Additionally I should add the caveat that some of these principals are really for medical applications devoid of access to modern medical facilities and sometimes due to the fact of the lack of proper medicines – either because the patient and doctor/medic are isolated and cannot reach such facilities, because such facilities are not available in a given area, or because the patient lies on the borderline between being able to treat themselves or at home and needing to be hospitalized, but the injury or illness has not quite yet progressed to the point of an emergency hospitalization.

All of these Principles are going into my Book of Medicine as currently defined below, however as I improve upon my techniques and make further discoveries I will refine these definitions as necessary. Also I have a couple of ideas regarding inventions to best apply some of these principles but I’ll discuss those inventions at a later date after I’ve had a chance to work upon them.
1 THE PRINCIPLE OF HIBERNATION – The patient should be encouraged to or force himself to go into a state of self-induced hibernation or a coma-like state (even if this state must persist for many hours or even days or weeks) until the patent has reached the state that a sufficient point of verifiable recovery has been achieved or there are definite signs of self-sustaining improvement. The only treatment that should be administered or self-administered during this hibernation state should be small amounts of water with nutrients and electrolytes (liquid metaergogenics).

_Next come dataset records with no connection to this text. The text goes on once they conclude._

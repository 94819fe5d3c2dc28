// error.rs - Crate error type
//
// Everything fallible in the engine funnels into `Error`. The browser layer
// turns it into a JS `Error` so the page can catch `RenderingUnsupported`
// and fall back to a static background.

use thiserror::Error;

pub type Result<T> = std::result::Result<T, Error>;

#[derive(Debug, Error)]
pub enum Error {
    /// The host could not hand out a WebGL2 context.
    #[error("rendering unsupported: {0}")]
    RenderingUnsupported(String),

    #[error("invalid {field}: {value} (must be finite and non-negative)")]
    InvalidDimension { field: &'static str, value: f64 },

    #[error("invalid color {0:?} (expected #rgb or #rrggbb)")]
    InvalidColor(String),

    #[error("invalid options: {0}")]
    Config(#[from] serde_json::Error),

    #[error("{stage} shader failed: {log}")]
    Shader { stage: &'static str, log: String },

    /// A DOM or WebGL call threw.
    #[error("host error: {0}")]
    Host(String),
}

impl Error {
    pub fn is_unsupported(&self) -> bool {
        matches!(self, Error::RenderingUnsupported(_))
    }
}

impl From<wasm_bindgen::JsValue> for Error {
    fn from(js: wasm_bindgen::JsValue) -> Self {
        Error::Host(js.as_string().unwrap_or_else(|| format!("{js:?}")))
    }
}

impl From<Error> for wasm_bindgen::JsValue {
    fn from(err: Error) -> Self {
        let js = js_sys::Error::new(&err.to_string());
        let name = match err {
            Error::RenderingUnsupported(_) => "RenderingUnsupported",
            Error::InvalidDimension { .. } | Error::InvalidColor(_) | Error::Config(_) => {
                "InvalidOptions"
            }
            Error::Shader { .. } => "ShaderError",
            Error::Host(_) => "HostError",
        };
        js.set_name(name);
        js.into()
    }
}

2 THE PRINCIPLE OF REVERSE APPLICATION – If the patient is unable or unwilling to eat then all necessary and beneficial nutrients and electrolytes should be introduced through liquids and via liquid consumption. If the patient is unwilling to drink then all necessary and beneficial nutrients and electrolytes should be introduced through whatever food is consumed and the food should be soaked in beneficial liquids and water and moisturized or reduced to a semi-liquid paste. These two principles are especially good and useful in cases where it is not possible to administer an IV .

3 THE PRINCIPLE OF APPLIED STASIS OR NON-INTERFERENCE – There are times when a patient has received a severe, traumatic, or at least serious injury or illness, and aside from keeping the patient warm and clean no attempt should be made to treat the patient at all other than the periodic administering of small amounts of food and/or drink (see principle of Reverse Application and the principle of Fasting) and instead they should encouraged to rest and to sleep (see principle of Hibernation). Only after a patient shows signs of the recovery of strength and of a tendency to recover should the patient be treated in a more normal manner to speed recovery.

4 THE PRINCIPLE OF FASTING – In certain situations the patient should not be fed at all but should undergo a period of fasting to best facilitate healing. Break the fast when signs of recovery become obvious or if the patient shows signs of weakness or harmful weight loss. Liquid intake should be maintained as normal or increased as necessary.

5. THE PRINCIPLE OF WOUND HOMEOSTASIS – Sometimes a wound (or even a state of illness) is too moist and must be drained, dried, and caused to remain dry (in a general sense, all biological health depends to some degree upon moisture) so as the suppress or prevent serious forms of infection (gangrene, etc.). Sometimes a wound (or even a state of illness) is too dry and requires the introduction of sterile yet beneficial forms of moisture and nutrients introduced through the medium of that moisture. Each particular case will vary according to the circumstances but if there are indications that the injury, wound, or disease state is too moist, then drying methods must be employed, and if there are indications that the injury, wound, or disease state is too dry then moisture must be applied. Then intent is to reach a state of patient homeostasis in which the patient can achieve and remain in an ongoing condition of optimal healing and recovery.

6. THE PRINCIPLE OF SHADOW (OR UNFELT OR UNKNOWN) TREATMENT APPLICATION – I will discuss this principle later after I have had more time to experiment. Initial indications show it to be very effective but the initial methods of application could be much improved I think. This is a new principle to me.